__Assigned task__
Look through the entries for the string "transactionHash", and copy each line that holds it.

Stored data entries

╭──

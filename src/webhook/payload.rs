//! Webhook payload as delivered by the streams provider, and its conversion
//! into typed transfers and logs.
//!
//! Every field is optional on the wire. Array elements are kept as
//! [`Lenient`] values and converted one at a time, so a single malformed
//! entry never rejects the whole delivery.

use alloy_primitives::{Bytes, B256};
use serde::de::DeserializeOwned;
use serde::{Deserialize, Deserializer};
use std::str::FromStr;
use ticket_common::{normalize_address, normalize_token_id, parse_amount};
use ticket_lifecycle::RawLog;

#[derive(Debug, thiserror::Error, PartialEq, Eq)]
pub enum PayloadError {
    #[error("missing field `{0}`")]
    MissingField(&'static str),
    #[error("invalid address in `{field}`: {value}")]
    InvalidAddress { field: &'static str, value: String },
    #[error("invalid token id: {0}")]
    InvalidTokenId(String),
    #[error("invalid amount: {0}")]
    InvalidAmount(String),
    #[error("invalid hex in `{field}`: {value}")]
    InvalidHex { field: &'static str, value: String },
    #[error("malformed entry: {0}")]
    Malformed(String),
}

/// One array element of a delivery. An element that does not fit the entry
/// shape is kept with its decode error instead of failing the whole body.
#[derive(Debug, Clone)]
pub enum Lenient<T> {
    Entry(T),
    Malformed(String),
}

impl<T> Lenient<T> {
    pub fn get(&self) -> Result<&T, PayloadError> {
        match self {
            Self::Entry(entry) => Ok(entry),
            Self::Malformed(reason) => Err(PayloadError::Malformed(reason.clone())),
        }
    }
}

impl<'de, T: DeserializeOwned> Deserialize<'de> for Lenient<T> {
    fn deserialize<D>(deserializer: D) -> Result<Self, D::Error>
    where
        D: Deserializer<'de>,
    {
        let value = serde_json::Value::deserialize(deserializer)?;
        Ok(match serde_json::from_value(value) {
            Ok(entry) => Self::Entry(entry),
            Err(e) => Self::Malformed(e.to_string()),
        })
    }
}

/// A missing or `null` array is empty.
fn lenient_list<'de, D, T>(deserializer: D) -> Result<Vec<Lenient<T>>, D::Error>
where
    D: Deserializer<'de>,
    T: DeserializeOwned,
{
    Ok(Option::<Vec<Lenient<T>>>::deserialize(deserializer)?.unwrap_or_default())
}

/// Accept a JSON string or number, yielding its text.
fn string_or_number<'de, D>(deserializer: D) -> Result<Option<String>, D::Error>
where
    D: Deserializer<'de>,
{
    match Option::<serde_json::Value>::deserialize(deserializer)? {
        None | Some(serde_json::Value::Null) => Ok(None),
        Some(serde_json::Value::String(s)) => Ok(Some(s)),
        Some(serde_json::Value::Number(n)) => Ok(Some(n.to_string())),
        Some(other) => Err(serde::de::Error::custom(format!(
            "expected string or number, got {other}"
        ))),
    }
}

#[derive(Debug, Clone, Default, Deserialize)]
#[serde(default, rename_all = "camelCase")]
pub struct WebhookPayload {
    pub confirmed: bool,
    #[serde(deserialize_with = "string_or_number")]
    pub chain_id: Option<String>,
    pub block: Option<BlockInfo>,
    #[serde(deserialize_with = "lenient_list")]
    pub logs: Vec<Lenient<LogEntry>>,
    #[serde(deserialize_with = "lenient_list")]
    pub erc20_transfers: Vec<Lenient<Erc20TransferEntry>>,
    #[serde(deserialize_with = "lenient_list")]
    pub nft_transfers: Vec<Lenient<NftTransferEntry>>,
}

#[derive(Debug, Clone, Default, Deserialize)]
#[serde(default, rename_all = "camelCase")]
pub struct BlockInfo {
    #[serde(deserialize_with = "string_or_number")]
    pub number: Option<String>,
    pub hash: Option<String>,
    /// Unix seconds
    #[serde(deserialize_with = "string_or_number")]
    pub timestamp: Option<String>,
}

#[derive(Debug, Clone, Default, Deserialize)]
#[serde(default, rename_all = "camelCase")]
pub struct LogEntry {
    #[serde(deserialize_with = "string_or_number")]
    pub log_index: Option<String>,
    pub transaction_hash: Option<String>,
    pub address: Option<String>,
    pub data: Option<String>,
    pub topic0: Option<String>,
    pub topic1: Option<String>,
    pub topic2: Option<String>,
    pub topic3: Option<String>,
}

#[derive(Debug, Clone, Default, Deserialize)]
#[serde(default, rename_all = "camelCase")]
pub struct Erc20TransferEntry {
    pub transaction_hash: Option<String>,
    pub contract: Option<String>,
    pub from: Option<String>,
    pub to: Option<String>,
    #[serde(deserialize_with = "string_or_number")]
    pub value: Option<String>,
}

#[derive(Debug, Clone, Default, Deserialize)]
#[serde(default, rename_all = "camelCase")]
pub struct NftTransferEntry {
    pub transaction_hash: Option<String>,
    pub contract: Option<String>,
    pub from: Option<String>,
    pub to: Option<String>,
    #[serde(deserialize_with = "string_or_number")]
    pub token_id: Option<String>,
}

/// Validated non-fungible transfer
#[derive(Debug, Clone, PartialEq, Eq)]
pub struct NftTransfer {
    pub tx_hash: String,
    pub contract: String,
    pub from: String,
    pub to: String,
    pub token_id: String,
}

/// Validated fungible transfer
#[derive(Debug, Clone, PartialEq, Eq)]
pub struct FungibleTransfer {
    pub tx_hash: String,
    pub contract: String,
    pub from: String,
    pub to: String,
    pub amount: String,
}

/// Validated contract log
#[derive(Debug, Clone, PartialEq, Eq)]
pub struct ContractLog {
    pub tx_hash: String,
    pub log_index: Option<u64>,
    pub raw: RawLog,
}

fn required<'a>(value: Option<&'a String>, field: &'static str) -> Result<&'a str, PayloadError> {
    value
        .map(|v| v.trim())
        .filter(|v| !v.is_empty())
        .ok_or(PayloadError::MissingField(field))
}

fn address(value: Option<&String>, field: &'static str) -> Result<String, PayloadError> {
    let raw = required(value, field)?;
    normalize_address(raw).ok_or_else(|| PayloadError::InvalidAddress {
        field,
        value: raw.to_string(),
    })
}

/// Transaction hashes are compared case-insensitively.
pub fn tx_hash_of(value: Option<&String>) -> Result<String, PayloadError> {
    Ok(required(value, "transactionHash")?.to_lowercase())
}

impl NftTransferEntry {
    pub fn to_transfer(&self) -> Result<NftTransfer, PayloadError> {
        let raw_id = required(self.token_id.as_ref(), "tokenId")?;
        Ok(NftTransfer {
            tx_hash: tx_hash_of(self.transaction_hash.as_ref())?,
            contract: address(self.contract.as_ref(), "contract")?,
            from: address(self.from.as_ref(), "from")?,
            to: address(self.to.as_ref(), "to")?,
            token_id: normalize_token_id(raw_id)
                .ok_or_else(|| PayloadError::InvalidTokenId(raw_id.to_string()))?,
        })
    }
}

impl Erc20TransferEntry {
    pub fn to_transfer(&self) -> Result<FungibleTransfer, PayloadError> {
        let amount = required(self.value.as_ref(), "value")?;
        // Signed values are only meaningful for stored balances
        if amount.starts_with('-') {
            return Err(PayloadError::InvalidAmount(amount.to_string()));
        }
        let parsed =
            parse_amount(amount).map_err(|_| PayloadError::InvalidAmount(amount.to_string()))?;
        Ok(FungibleTransfer {
            tx_hash: tx_hash_of(self.transaction_hash.as_ref())?,
            contract: address(self.contract.as_ref(), "contract")?,
            from: address(self.from.as_ref(), "from")?,
            to: address(self.to.as_ref(), "to")?,
            amount: parsed.to_string(),
        })
    }
}

impl LogEntry {
    /// Topic slots in order, stopping at the first empty one.
    fn topics(&self) -> Result<Vec<B256>, PayloadError> {
        [&self.topic0, &self.topic1, &self.topic2, &self.topic3]
            .into_iter()
            .map_while(|slot| slot.as_deref().map(str::trim).filter(|s| !s.is_empty()))
            .map(|topic| {
                B256::from_str(topic).map_err(|_| PayloadError::InvalidHex {
                    field: "topic",
                    value: topic.to_string(),
                })
            })
            .collect()
    }

    pub fn to_log(&self) -> Result<ContractLog, PayloadError> {
        let data = match self.data.as_deref().map(str::trim) {
            None | Some("") => Bytes::new(),
            Some(hex_data) => Bytes::from_str(hex_data).map_err(|_| PayloadError::InvalidHex {
                field: "data",
                value: hex_data.to_string(),
            })?,
        };

        Ok(ContractLog {
            tx_hash: tx_hash_of(self.transaction_hash.as_ref())?,
            log_index: self.log_index.as_deref().and_then(|i| i.parse().ok()),
            raw: RawLog {
                address: address(self.address.as_ref(), "address")?,
                topics: self.topics()?,
                data,
            },
        })
    }
}

impl WebhookPayload {
    /// Block timestamp in unix seconds, when present and numeric
    pub fn block_timestamp(&self) -> Option<i64> {
        self.block
            .as_ref()?
            .timestamp
            .as_deref()?
            .trim()
            .parse()
            .ok()
    }

    pub fn block_number(&self) -> Option<u64> {
        self.block.as_ref()?.number.as_deref()?.trim().parse().ok()
    }
}

#[cfg(test)]
mod tests {
    use super::*;
    use serde_json::json;

    #[test]
    fn test_lenient_payload_parsing() {
        let payload: WebhookPayload = serde_json::from_value(json!({
            "confirmed": false,
            "chainId": "0x1",
            "block": { "number": 100, "hash": "0xbb", "timestamp": "1700000000" },
            "nftTransfers": [{
                "transactionHash": "0xAA",
                "contract": "0x00000000000000000000000000000000000000C0",
                "from": "0x0000000000000000000000000000000000000000",
                "to": "0x00000000000000000000000000000000000000A1",
                "tokenId": "12"
            }]
        }))
        .unwrap();

        assert!(!payload.confirmed);
        assert!(payload.logs.is_empty());
        assert_eq!(payload.block_number(), Some(100));
        assert_eq!(payload.block_timestamp(), Some(1_700_000_000));

        let transfer = payload.nft_transfers[0]
            .get()
            .and_then(NftTransferEntry::to_transfer)
            .unwrap();
        assert_eq!(transfer.tx_hash, "0xaa");
        assert_eq!(transfer.contract, "0x00000000000000000000000000000000000000c0");
        assert_eq!(transfer.to, "0x00000000000000000000000000000000000000a1");
        assert_eq!(transfer.token_id, "12");
    }

    #[test]
    fn test_empty_object_is_a_valid_payload() {
        let payload: WebhookPayload = serde_json::from_str("{}").unwrap();
        assert!(!payload.confirmed);
        assert!(payload.nft_transfers.is_empty());
        assert_eq!(payload.block_timestamp(), None);
    }

    #[test]
    fn test_malformed_transfers_are_rejected_individually() {
        let missing_to = NftTransferEntry {
            transaction_hash: Some("0x01".into()),
            contract: Some("0x00000000000000000000000000000000000000c0".into()),
            from: Some("0x0000000000000000000000000000000000000000".into()),
            to: None,
            token_id: Some("1".into()),
        };
        assert_eq!(
            missing_to.to_transfer(),
            Err(PayloadError::MissingField("to"))
        );

        let bad_value = Erc20TransferEntry {
            transaction_hash: Some("0x01".into()),
            contract: Some("0x00000000000000000000000000000000000000c0".into()),
            from: Some("0x0000000000000000000000000000000000000000".into()),
            to: Some("0x00000000000000000000000000000000000000a1".into()),
            value: Some("1.5".into()),
        };
        assert_eq!(
            bad_value.to_transfer(),
            Err(PayloadError::InvalidAmount("1.5".into()))
        );

        let negative = Erc20TransferEntry {
            value: Some("-1000".into()),
            ..bad_value
        };
        assert_eq!(
            negative.to_transfer(),
            Err(PayloadError::InvalidAmount("-1000".into()))
        );
    }

    #[test]
    fn test_mistyped_entry_does_not_reject_the_body() {
        let payload: WebhookPayload = serde_json::from_value(json!({
            "nftTransfers": [
                {
                    "transactionHash": "0x01",
                    "contract": "0x00000000000000000000000000000000000000c0",
                    "from": "0x0000000000000000000000000000000000000000",
                    "to": "0x00000000000000000000000000000000000000a1",
                    "tokenId": "5"
                },
                { "transactionHash": "0x01", "to": 123 },
                null
            ],
            "erc20Transfers": null,
            "logs": [42]
        }))
        .unwrap();

        assert_eq!(payload.nft_transfers.len(), 3);
        assert!(payload.nft_transfers[0].get().is_ok());
        assert!(matches!(
            payload.nft_transfers[1].get(),
            Err(PayloadError::Malformed(_))
        ));
        assert!(payload.nft_transfers[2].get().is_err());
        assert!(payload.erc20_transfers.is_empty());
        assert!(payload.logs[0].get().is_err());
    }

    #[test]
    fn test_log_conversion() {
        let entry = LogEntry {
            log_index: Some("3".into()),
            transaction_hash: Some("0x01".into()),
            address: Some("0x00000000000000000000000000000000000000C0".into()),
            data: Some("0x00ff".into()),
            topic0: Some(format!("0x{}", "11".repeat(32))),
            topic1: Some(format!("0x{}", "22".repeat(32))),
            topic2: None,
            topic3: Some(format!("0x{}", "33".repeat(32))),
        };

        let log = entry.to_log().unwrap();
        assert_eq!(log.log_index, Some(3));
        assert_eq!(log.raw.topics.len(), 2);
        assert_eq!(&log.raw.data[..], &[0x00u8, 0xff]);
    }

    #[test]
    fn test_log_with_bad_topic_is_rejected() {
        let entry = LogEntry {
            transaction_hash: Some("0x01".into()),
            address: Some("0x00000000000000000000000000000000000000c0".into()),
            topic0: Some("0x1234".into()),
            ..Default::default()
        };
        assert!(matches!(
            entry.to_log(),
            Err(PayloadError::InvalidHex { field: "topic", .. })
        ));
    }
}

╰──

__Exercise result__
    Ok(required(value, "transactionHash")?.to_lowercase())
                "transactionHash": "0xAA",
                    "transactionHash": "0x01",
                { "transactionHash": "0x01", "to": 123 },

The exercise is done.